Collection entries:
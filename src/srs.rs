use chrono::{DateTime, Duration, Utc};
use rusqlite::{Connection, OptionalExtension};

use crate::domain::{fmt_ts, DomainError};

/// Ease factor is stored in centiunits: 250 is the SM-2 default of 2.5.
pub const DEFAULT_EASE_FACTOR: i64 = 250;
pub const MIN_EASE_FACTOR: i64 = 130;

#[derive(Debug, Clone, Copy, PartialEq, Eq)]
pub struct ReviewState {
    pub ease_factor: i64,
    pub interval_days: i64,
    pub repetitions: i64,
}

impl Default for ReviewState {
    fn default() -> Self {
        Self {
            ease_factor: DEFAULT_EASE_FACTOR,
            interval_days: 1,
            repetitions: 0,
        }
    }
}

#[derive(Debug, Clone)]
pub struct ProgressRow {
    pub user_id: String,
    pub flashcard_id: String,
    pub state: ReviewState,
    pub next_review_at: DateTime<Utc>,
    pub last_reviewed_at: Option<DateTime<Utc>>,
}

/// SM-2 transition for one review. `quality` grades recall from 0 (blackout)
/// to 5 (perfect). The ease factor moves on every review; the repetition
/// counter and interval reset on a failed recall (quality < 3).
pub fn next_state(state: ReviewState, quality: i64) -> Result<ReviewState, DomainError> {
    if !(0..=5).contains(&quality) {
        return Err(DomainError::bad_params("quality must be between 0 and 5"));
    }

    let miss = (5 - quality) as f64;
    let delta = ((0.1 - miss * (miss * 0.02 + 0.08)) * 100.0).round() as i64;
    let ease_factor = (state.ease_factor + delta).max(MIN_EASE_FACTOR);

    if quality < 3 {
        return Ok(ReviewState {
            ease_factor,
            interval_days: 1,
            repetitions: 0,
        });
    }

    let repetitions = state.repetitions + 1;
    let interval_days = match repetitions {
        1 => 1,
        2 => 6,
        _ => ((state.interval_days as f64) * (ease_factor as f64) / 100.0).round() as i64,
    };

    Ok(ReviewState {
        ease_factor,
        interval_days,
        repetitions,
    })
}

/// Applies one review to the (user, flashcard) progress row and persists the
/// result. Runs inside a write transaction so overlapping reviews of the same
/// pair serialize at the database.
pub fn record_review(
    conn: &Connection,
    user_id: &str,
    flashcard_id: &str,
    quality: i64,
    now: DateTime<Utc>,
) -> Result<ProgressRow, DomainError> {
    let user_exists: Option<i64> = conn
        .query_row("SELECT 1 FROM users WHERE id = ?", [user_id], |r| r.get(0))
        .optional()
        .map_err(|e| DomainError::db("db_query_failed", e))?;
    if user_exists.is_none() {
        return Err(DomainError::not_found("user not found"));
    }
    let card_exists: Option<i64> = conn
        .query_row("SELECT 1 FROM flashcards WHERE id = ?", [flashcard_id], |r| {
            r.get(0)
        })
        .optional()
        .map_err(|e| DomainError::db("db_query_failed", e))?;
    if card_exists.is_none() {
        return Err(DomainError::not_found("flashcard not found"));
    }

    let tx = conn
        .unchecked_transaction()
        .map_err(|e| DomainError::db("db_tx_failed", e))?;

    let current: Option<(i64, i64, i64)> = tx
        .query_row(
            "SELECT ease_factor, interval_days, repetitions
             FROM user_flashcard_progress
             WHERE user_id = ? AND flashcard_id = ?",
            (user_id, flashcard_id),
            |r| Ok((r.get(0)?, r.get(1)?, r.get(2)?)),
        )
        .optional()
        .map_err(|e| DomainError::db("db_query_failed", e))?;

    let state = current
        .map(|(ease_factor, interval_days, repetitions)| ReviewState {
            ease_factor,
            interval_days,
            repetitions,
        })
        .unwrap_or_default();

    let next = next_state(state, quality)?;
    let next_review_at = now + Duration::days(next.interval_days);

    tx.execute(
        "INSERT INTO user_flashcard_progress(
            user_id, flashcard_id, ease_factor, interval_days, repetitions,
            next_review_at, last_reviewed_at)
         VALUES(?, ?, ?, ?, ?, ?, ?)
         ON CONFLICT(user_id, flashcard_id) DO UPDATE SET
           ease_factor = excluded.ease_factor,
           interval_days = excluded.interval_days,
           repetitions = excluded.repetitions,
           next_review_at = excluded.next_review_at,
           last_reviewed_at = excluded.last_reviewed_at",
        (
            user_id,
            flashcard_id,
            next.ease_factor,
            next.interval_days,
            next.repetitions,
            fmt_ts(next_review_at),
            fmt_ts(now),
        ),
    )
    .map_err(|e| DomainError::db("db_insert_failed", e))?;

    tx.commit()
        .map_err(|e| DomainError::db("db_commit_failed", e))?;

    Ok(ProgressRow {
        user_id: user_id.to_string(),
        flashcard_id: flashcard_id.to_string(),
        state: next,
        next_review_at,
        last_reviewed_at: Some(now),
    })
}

* [Exercise] Reproduce the records above exactly as they appear.

* [Output below]
filename src/srs.rs
use chrono::{DateTime, Duration, Utc};
use rusqlite::{Connection, OptionalExtension};

use crate::domain::{fmt_ts, DomainError};

/// Ease factor is stored in centiunits: 250 is the SM-2 default of 2.5.
pub const DEFAULT_EASE_FACTOR: i64 = 250;
pub const MIN_EASE_FACTOR: i64 = 130;

#[derive(Debug, Clone, Copy, PartialEq, Eq)]
pub struct ReviewState {
    pub ease_factor: i64,
    pub interval_days: i64,
    pub repetitions: i64,
}

impl Default for ReviewState {
    fn default() -> Self {
        Self {
            ease_factor: DEFAULT_EASE_FACTOR,
            interval_days: 1,
            repetitions: 0,
        }
    }
}

#[derive(Debug, Clone)]
pub struct ProgressRow {
    pub user_id: String,
    pub flashcard_id: String,
    pub state: ReviewState,
    pub next_review_at: DateTime<Utc>,
    pub last_reviewed_at: Option<DateTime<Utc>>,
}

/// SM-2 transition for one review. `quality` grades recall from 0 (blackout)
/// to 5 (perfect). The ease factor moves on every review; the repetition
/// counter and interval reset on a failed recall (quality < 3).
pub fn next_state(state: ReviewState, quality: i64) -> Result<ReviewState, DomainError> {
    if !(0..=5).contains(&quality) {
        return Err(DomainError::bad_params("quality must be between 0 and 5"));
    }

    let miss = (5 - quality) as f64;
    let delta = ((0.1 - miss * (miss * 0.02 + 0.08)) * 100.0).round() as i64;
    let ease_factor = (state.ease_factor + delta).max(MIN_EASE_FACTOR);

    if quality < 3 {
        return Ok(ReviewState {
            ease_factor,
            interval_days: 1,
            repetitions: 0,
        });
    }

    let repetitions = state.repetitions + 1;
    let interval_days = match repetitions {
        1 => 1,
        2 => 6,
        _ => ((state.interval_days as f64) * (ease_factor as f64) / 100.0).round() as i64,
    };

    Ok(ReviewState {
        ease_factor,
        interval_days,
        repetitions,
    })
}

/// Applies one review to the (user, flashcard) progress row and persists the
/// result. Runs inside a write transaction so overlapping reviews of the same
/// pair serialize at the database.
pub fn record_review(
    conn: &Connection,
    user_id: &str,
    flashcard_id: &str,
    quality: i64,
    now: DateTime<Utc>,
) -> Result<ProgressRow, DomainError> {
    let user_exists: Option<i64> = conn
        .query_row("SELECT 1 FROM users WHERE id = ?", [user_id], |r| r.get(0))
        .optional()
        .map_err(|e| DomainError::db("db_query_failed", e))?;
    if user_exists.is_none() {
        return Err(DomainError::not_found("user not found"));
    }
    let card_exists: Option<i64> = conn
        .query_row("SELECT 1 FROM flashcards WHERE id = ?", [flashcard_id], |r| {
            r.get(0)
        })
        .optional()
        .map_err(|e| DomainError::db("db_query_failed", e))?;
    if card_exists.is_none() {
        return Err(DomainError::not_found("flashcard not found"));
    }

    let tx = conn
        .unchecked_transaction()
        .map_err(|e| DomainError::db("db_tx_failed", e))?;

    let current: Option<(i64, i64, i64)> = tx
        .query_row(
            "SELECT ease_factor, interval_days, repetitions
             FROM user_flashcard_progress
             WHERE user_id = ? AND flashcard_id = ?",
            (user_id, flashcard_id),
            |r| Ok((r.get(0)?, r.get(1)?, r.get(2)?)),
        )
        .optional()
        .map_err(|e| DomainError::db("db_query_failed", e))?;

    let state = current
        .map(|(ease_factor, interval_days, repetitions)| ReviewState {
            ease_factor,
            interval_days,
            repetitions,
        })
        .unwrap_or_default();

    let next = next_state(state, quality)?;
    let next_review_at = now + Duration::days(next.interval_days);

    tx.execute(
        "INSERT INTO user_flashcard_progress(
            user_id, flashcard_id, ease_factor, interval_days, repetitions,
            next_review_at, last_reviewed_at)
         VALUES(?, ?, ?, ?, ?, ?, ?)
         ON CONFLICT(user_id, flashcard_id) DO UPDATE SET
           ease_factor = excluded.ease_factor,
           interval_days = excluded.interval_days,
           repetitions = excluded.repetitions,
           next_review_at = excluded.next_review_at,
           last_reviewed_at = excluded.last_reviewed_at",
        (
            user_id,
            flashcard_id,
            next.ease_factor,
            next.interval_days,
            next.repetitions,
            fmt_ts(next_review_at),
            fmt_ts(now),
        ),
    )
    .map_err(|e| DomainError::db("db_insert_failed", e))?;

    tx.commit()
        .map_err(|e| DomainError::db("db_commit_failed", e))?;

    Ok(ProgressRow {
        user_id: user_id.to_string(),
        flashcard_id: flashcard_id.to_string(),
        state: next,
        next_review_at,
        last_reviewed_at: Some(now),
    })
}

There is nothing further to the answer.